— Assignment —
Whenever a line contains the string "metadata", copy it out of the entries.

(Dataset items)
----
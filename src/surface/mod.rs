// Chat surface module
// Interactive terminal conversation over the pipeline

use std::path::PathBuf;
use std::time::Duration;

use anyhow::{Context, Result};
use console::style;
use dialoguer::{Input, Select};
use indicatif::ProgressBar;
use tracing::debug;

use crate::pipeline::{ChatTurn, Pipeline};
use crate::sarvam::Language;

/// Starter questions shown by `:samples`.
pub const SAMPLE_QUESTIONS: [&str; 8] = [
    "Who is Hanuman?",
    "Why was Rama exiled?",
    "How did Sita get abducted?",
    "What is the Lakshmana Rekha?",
    "How was the bridge to Lanka built?",
    "Who wrote the Ramayana?",
    "What happened to Jatayu?",
    "Why did Ravana kidnap Sita?",
];

enum Action {
    Continue,
    Exit,
}

/// One interactive chat session. Keeps the turn history for the session
/// only; nothing survives the process.
pub struct ChatSession {
    pipeline: Pipeline,
    language: Language,
    audio_dir: PathBuf,
    history: Vec<ChatTurn>,
}

impl ChatSession {
    #[inline]
    pub fn new(pipeline: Pipeline, language: Language, audio_dir: PathBuf) -> Self {
        Self {
            pipeline,
            language,
            audio_dir,
            history: Vec::new(),
        }
    }

    #[inline]
    pub async fn run(&mut self) -> Result<()> {
        eprintln!("{}", style("🪔 Ramayana Chatbot 🪔").bold().yellow());
        eprintln!(
            "{}",
            style("Ask anything about the Ramayana — type :help for commands").dim()
        );
        eprintln!("Language: {}", style(self.language).cyan());
        eprintln!();

        loop {
            let line: String = Input::new()
                .with_prompt(style("You").bold().to_string())
                .allow_empty(true)
                .interact_text()?;
            let line = line.trim().to_string();

            if line.is_empty() {
                continue;
            }

            if let Some(command) = line.strip_prefix(':') {
                match self.handle_command(command).await? {
                    Action::Exit => break,
                    Action::Continue => {}
                }
                continue;
            }

            self.ask_and_render(&line).await;
        }

        Ok(())
    }

    /// Run one pipeline turn and render it. A failed turn prints an inline
    /// error and the conversation continues; nothing is added to history.
    async fn ask_and_render(&mut self, question: &str) {
        let spinner = spinner("Consulting the sage Valmiki...");
        let result = self.pipeline.ask(question, self.language).await;
        spinner.finish_and_clear();

        match result {
            Ok(turn) => {
                eprintln!("{}", style("🧘 Valmiki says").bold().green());
                eprintln!("{}", turn.answer);
                if turn.passages.is_empty() {
                    eprintln!(
                        "{}",
                        style("(no passages found; answered from general knowledge)").dim()
                    );
                }
                eprintln!();
                self.history.push(turn);
            }
            Err(e) => {
                eprintln!("{} {}", style("⚠").red().bold(), style(e).red());
                eprintln!();
            }
        }
    }

    async fn handle_command(&mut self, command: &str) -> Result<Action> {
        let (name, arg) = match command.split_once(' ') {
            Some((name, arg)) => (name, arg.trim()),
            None => (command, ""),
        };

        match name {
            "quit" | "exit" => return Ok(Action::Exit),
            "help" => print_help(),
            "samples" => {
                for question in SAMPLE_QUESTIONS {
                    eprintln!("  {}", question);
                }
            }
            "language" => self.select_language()?,
            "sources" => self.show_sources(),
            "english" => self.show_english(),
            "listen" => self.listen().await,
            "speak" => self.speak(arg).await,
            other => {
                eprintln!(
                    "{}",
                    style(format!("Unknown command :{}; try :help", other)).yellow()
                );
            }
        }

        Ok(Action::Continue)
    }

    fn select_language(&mut self) -> Result<()> {
        let labels: Vec<&str> = Language::ALL.iter().map(|l| l.label()).collect();
        let current = Language::ALL
            .iter()
            .position(|l| *l == self.language)
            .unwrap_or(0);

        let index = Select::new()
            .with_prompt("Choose your language")
            .default(current)
            .items(&labels)
            .interact()
            .context("Language selection failed")?;

        self.language = Language::ALL[index];
        eprintln!("Language set to {}", style(self.language).cyan());
        Ok(())
    }

    fn show_sources(&self) {
        let Some(turn) = self.history.last() else {
            eprintln!("{}", style("No answers yet").dim());
            return;
        };

        if turn.passages.is_empty() {
            eprintln!("{}", style("The last answer used no passages").dim());
            return;
        }

        eprintln!("{}", style("📜 Source passages used").bold());
        for (i, passage) in turn.passages.iter().enumerate() {
            eprintln!(
                "  {}. {} — {} (score {:.3})",
                i + 1,
                style(&passage.metadata.topic).bold(),
                style(&passage.metadata.kanda).italic(),
                passage.score
            );
            eprintln!("     {}", passage.metadata.text);
        }
    }

    fn show_english(&self) {
        let Some(turn) = self.history.last() else {
            eprintln!("{}", style("No answers yet").dim());
            return;
        };

        if turn.language == Language::English {
            eprintln!("{}", style("The last answer is already in English").dim());
        } else {
            eprintln!("{}", turn.answer_en);
        }
    }

    /// Synthesize the last answer to a WAV file in the audio directory.
    async fn listen(&self) {
        let Some(turn) = self.history.last() else {
            eprintln!("{}", style("No answers yet").dim());
            return;
        };

        let spinner = spinner("Generating audio...");
        let result = self
            .pipeline
            .sarvam()
            .synthesize(&turn.answer, turn.language)
            .await;
        spinner.finish_and_clear();

        let audio = match result {
            Ok(audio) => audio,
            Err(e) => {
                eprintln!("{} {}", style("⚠ TTS error:").red().bold(), style(e).red());
                return;
            }
        };

        let path = self.audio_dir.join(format!("answer-{}.wav", self.history.len()));
        if let Err(e) = std::fs::create_dir_all(&self.audio_dir)
            .and_then(|()| std::fs::write(&path, &audio))
        {
            eprintln!("{} {}", style("⚠ Could not write audio:").red().bold(), e);
            return;
        }

        debug!("Wrote {} bytes of audio", audio.len());
        eprintln!("🔊 Audio saved to {}", style(path.display()).cyan());
    }

    /// Transcribe a WAV file and ask the transcript as the next question.
    async fn speak(&mut self, path: &str) {
        if path.is_empty() {
            eprintln!("{}", style("Usage: :speak <path-to-wav>").yellow());
            return;
        }

        let audio = match std::fs::read(path) {
            Ok(audio) => audio,
            Err(e) => {
                eprintln!("{} {}", style("⚠ Could not read audio:").red().bold(), e);
                return;
            }
        };

        let spinner = spinner("Transcribing your voice...");
        let result = self.pipeline.sarvam().transcribe(audio, self.language).await;
        spinner.finish_and_clear();

        match result {
            Ok(transcription) if transcription.transcript.trim().is_empty() => {
                eprintln!("{}", style("Heard nothing in that recording").yellow());
            }
            Ok(transcription) => {
                eprintln!("🎙️ Heard: {}", style(&transcription.transcript).italic());
                self.ask_and_render(&transcription.transcript).await;
            }
            Err(e) => {
                eprintln!("{} {}", style("⚠ STT error:").red().bold(), style(e).red());
            }
        }
    }
}

fn print_help() {
    eprintln!("{}", style("Commands").bold());
    eprintln!("  :help              show this help");
    eprintln!("  :samples           show sample questions");
    eprintln!("  :language          switch the answer language");
    eprintln!("  :sources           show passages behind the last answer");
    eprintln!("  :english           show the last answer in English");
    eprintln!("  :listen            synthesize the last answer to a WAV file");
    eprintln!("  :speak <path>      transcribe a WAV file and ask it");
    eprintln!("  :quit              leave the chat");
}

fn spinner(message: &'static str) -> ProgressBar {
    let spinner = ProgressBar::new_spinner().with_message(message);
    spinner.enable_steady_tick(Duration::from_millis(100));
    spinner
}
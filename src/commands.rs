use std::path::PathBuf;
use std::time::Duration;

use anyhow::{Context, Result};
use console::style;
use indicatif::ProgressBar;
use tracing::info;

use crate::config::{ApiKey, Config};
use crate::corpus::DEFAULT_CORPUS_PATH;
use crate::database::VectorStore;
use crate::embeddings::OllamaClient;
use crate::indexer::Indexer;
use crate::pipeline::Pipeline;
use crate::retrieval::Retriever;
use crate::sarvam::{Language, SarvamClient};
use crate::surface::ChatSession;

/// Seed the vector store from the passage corpus
#[inline]
pub async fn seed(corpus: Option<PathBuf>, rebuild: bool) -> Result<()> {
    let config = Config::load()?;
    let corpus_path = corpus.unwrap_or_else(|| PathBuf::from(DEFAULT_CORPUS_PATH));

    info!("Seeding vector store from {}", corpus_path.display());

    let store = VectorStore::new(&config).await?;
    let mut indexer = Indexer::new(&config, store)?;

    let spinner = spinner("Embedding and storing passages...");
    let stats = indexer.seed(&corpus_path, rebuild).await;
    spinner.finish_and_clear();
    let stats = stats?;

    println!(
        "Seeded {} passages ({} dimensions, model {})",
        stats.passages, stats.dimension, stats.model
    );
    println!("Vector store: {}", config.vector_db_path().display());

    // Quick sanity check so a broken index is caught before chat time
    let store = indexer.into_store();
    let embedder = OllamaClient::new(&config.embedding)?;
    let retriever = Retriever::new(store, embedder, 2);
    match retriever.retrieve("Who is Hanuman?").await {
        Ok(results) if results.is_empty() => {
            println!("Sanity check returned no passages; the store may be empty");
        }
        Ok(results) => {
            println!("Sanity check ('Who is Hanuman?'):");
            for passage in &results {
                let preview: String = passage.metadata.text.chars().take(80).collect();
                println!("  → {} (score {:.3})", preview, passage.score);
            }
        }
        Err(e) => println!("Sanity check failed: {}", e),
    }

    Ok(())
}

/// Ask a single question and print the answer
#[inline]
pub async fn ask(question: &str, language: Language) -> Result<()> {
    let config = Config::load()?;
    let pipeline = build_pipeline(&config).await?;

    let spinner = spinner("Consulting the sage Valmiki...");
    let turn = pipeline.ask(question, language).await;
    spinner.finish_and_clear();
    let turn = turn?;

    println!("{}", turn.answer);

    if turn.language != Language::English {
        println!();
        println!("{}", style("In English:").dim());
        println!("{}", style(&turn.answer_en).dim());
    }

    if turn.passages.is_empty() {
        println!();
        println!(
            "{}",
            style("(no passages found; answered from general knowledge)").dim()
        );
    } else {
        println!();
        println!("{}", style("Sources:").dim());
        for passage in &turn.passages {
            println!(
                "{}",
                style(format!(
                    "  {} — {} (score {:.3})",
                    passage.metadata.topic, passage.metadata.kanda, passage.score
                ))
                .dim()
            );
        }
    }

    Ok(())
}

/// Start an interactive chat session
#[inline]
pub async fn chat(language: Language, audio_dir: Option<PathBuf>) -> Result<()> {
    let config = Config::load()?;
    let audio_dir = audio_dir.unwrap_or_else(|| config.audio_dir_path());

    let pipeline = build_pipeline(&config).await?;
    ChatSession::new(pipeline, language, audio_dir).run().await
}

/// Show the state of the store, the embedding service, and the credential
#[inline]
pub async fn show_status() -> Result<()> {
    let config = Config::load()?;

    println!("Configuration: {}", config.config_file_path().display());
    println!("Vector store:  {}", config.vector_db_path().display());
    println!("Corpus:        {}", DEFAULT_CORPUS_PATH);
    println!();

    let store = VectorStore::new(&config).await?;
    let count = store.count().await?;
    if count == 0 {
        println!("Indexed passages: 0 (run `ramayana-chat seed` first)");
    } else {
        println!("Indexed passages: {}", count);
    }

    let embedder = OllamaClient::new(&config.embedding)?;
    match embedder.ping() {
        Ok(()) => println!(
            "Embedding service: reachable ({}:{})",
            config.embedding.host, config.embedding.port
        ),
        Err(_) => println!(
            "Embedding service: unreachable ({}:{})",
            config.embedding.host, config.embedding.port
        ),
    }

    match ApiKey::from_env() {
        Ok(_) => println!("Sarvam API key: set"),
        Err(e) => println!("Sarvam API key: {}", e),
    }

    Ok(())
}

/// Construct the shared handles for one process: store, embedder, and the
/// Sarvam client. The API key is read here so its absence fails at startup.
async fn build_pipeline(config: &Config) -> Result<Pipeline> {
    let api_key = ApiKey::from_env().context("Startup credential check failed")?;

    let store = VectorStore::new(config).await?;
    let embedder = OllamaClient::new(&config.embedding)?;
    let retriever = Retriever::new(store, embedder, config.retrieval.top_k);
    let sarvam = SarvamClient::new(&config.sarvam, &api_key)?;

    Ok(Pipeline::new(retriever, sarvam, config.generation.clone()))
}

fn spinner(message: &'static str) -> ProgressBar {
    let spinner = ProgressBar::new_spinner().with_message(message);
    spinner.enable_steady_tick(Duration::from_millis(100));
    spinner
}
----
— Result for this task —
                style(&passage.metadata.topic).bold(),
                style(&passage.metadata.kanda).italic(),
            eprintln!("     {}", passage.metadata.text);
                let preview: String = passage.metadata.text.chars().take(80).collect();
                    passage.metadata.topic, passage.metadata.kanda, passage.score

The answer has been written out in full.